A prática da manutenção preventiva tornou-se imprescindível para os carros atuais. Isso porque se o carro quebrar o custo de manutenção corretiva será muito maior e o tempo gasto para reparar também será maior.  

Vale ainda ressaltar as questões sociais e ambientais envolvidas. Vou explicar: 

Quando um carro quebra numa via movimentada, o trânsito daquela via irá aumentar de forma exponencial, podendo prejudicar as pessoas que ficarão presas naquele engarrafamento. Imagine uma mulher em trabalho de parto não conseguisse chegar ao hospital por causa da falta de manutenção de um carro. Da mesma forma, um preposto de uma empresa que estava indo defender a empresa numa audiência trabalhista, não conseguiu chegar a tempo – o processo fui julgado à revelia dando causa ganha ao reclamante.  

Quanto ao meio ambiente, se um carro está sem as manutenções necessárias, ele pode vazar líquidos que irão agredir o solo atingindo o lençol freático e contaminar os rios; pode também expelir fumaça que polui o ar que respiramos e atinge violentamente a camada de ozônio. As consequências disso, nem vou citar porque todos estamos cansados de ouvir e ler nos noticiários. 

Esses exemplos são para ilustrar o tamanho da responsabilidade que uma pessoa tem em relação à manutenção necessária e inevitável do seu carro.  

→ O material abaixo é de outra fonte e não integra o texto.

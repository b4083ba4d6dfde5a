//! Check access from one package to another

use super::Operand;
use anyhow::{bail, Result};
use colored::*;
use modgate_core::{Access, ModuleLayer};
use tracing::info;

/// Options for a single access check
#[derive(Debug, Clone, Default)]
pub struct CheckConfig {
    /// Packages to export to every unnamed module before checking
    pub widen: Vec<Operand>,

    /// Packages to open to every unnamed module before checking
    pub widen_opens: Vec<Operand>,

    /// Check deep reflective access instead of linkage
    pub reflect: bool,
}

/// Check whether `from` may access `to`, printing the decision.
///
/// Returns whether access was allowed.
pub fn check(layer: &ModuleLayer, from: &Operand, to: &Operand, config: &CheckConfig) -> Result<bool> {
    let checker = layer.checker();

    for operand in &config.widen {
        let changed = checker.widen_to_all_unnamed(widened_module(operand)?, &operand.package)?;
        info!("Exported {} to all unnamed modules (changed: {})", operand, changed);
    }
    for operand in &config.widen_opens {
        let changed =
            checker.widen_opens_to_all_unnamed(widened_module(operand)?, &operand.package)?;
        info!("Opened {} to all unnamed modules (changed: {})", operand, changed);
    }

    let access = if config.reflect {
        checker.can_reflect(&from.identity, &to.identity, &to.package)
    } else {
        checker.can_access(&from.identity, &from.package, &to.identity, &to.package)
    };

    let verb = if config.reflect { "reflect into" } else { "access" };
    match &access {
        Access::Allowed => {
            println!("{} {} may {} {}", "✓".green().bold(), from, verb, to);
        }
        Access::Denied(denial) => {
            println!("{} {} may not {} {}", "✗".red().bold(), from, verb, to);
            println!("  {} {}", "↳".red(), denial);
        }
    }

    Ok(access.is_allowed())
}

fn widened_module(operand: &Operand) -> Result<&str> {
    match operand.identity.name() {
        Some(module) => Ok(module),
        None => bail!("Cannot widen {}: only named modules can be widened", operand),
    }
}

Como fazer a manutenção preventiva do sistema de arrefecimento 

Algumas peças que compõem o sistema de arrefecimento podem e devem serem substituídas preventivamente! São elas: bomba d’água, válvula termostática, tampa do reservatório, reservatório de água e mangueiras. 

O líquido de arrefecimento é de suma importância para o ótimo funcionamento do sistema e até para aumentar a vida útil das peças do motor. 

A troca do líquido de arrefecimento deve ser realizada por profissionais qualificados porque envolve questões e procedimentos técnicos. 

Procedimento para a troca do líquido de arrefecimento: 

Retirar todo o líquido do sistema, efetuar uma boa limpeza e finalizar colocando a mistura de ADITIVO à base de etileno glicol (40% a 50%) e o restante água desmineralizada.  

Importante: deve-se misturar os líquidos antes de colocar no motor!  

Considerações finais 

Com base no caso reatado, quero chamar a atenção para três pontos importantes:  

01 - A importância de um diagnóstico minucioso e preciso. Nem sempre o problema está nas coisas mais óbvias e corriqueiras. “Passar scanner”, não significa diagnosticar o problema! 

02 - A real necessidade da prática da manutenção preventiva no sistema de arrefecimento para evitar surpresas desagradáveis e despesas desnecessárias. 

03 – A importância da utilização de peças de excelente qualidade para a garantia da excelência do trabalho executado, evitando retrabalho e garantindo a segurança do proprietário do veículo.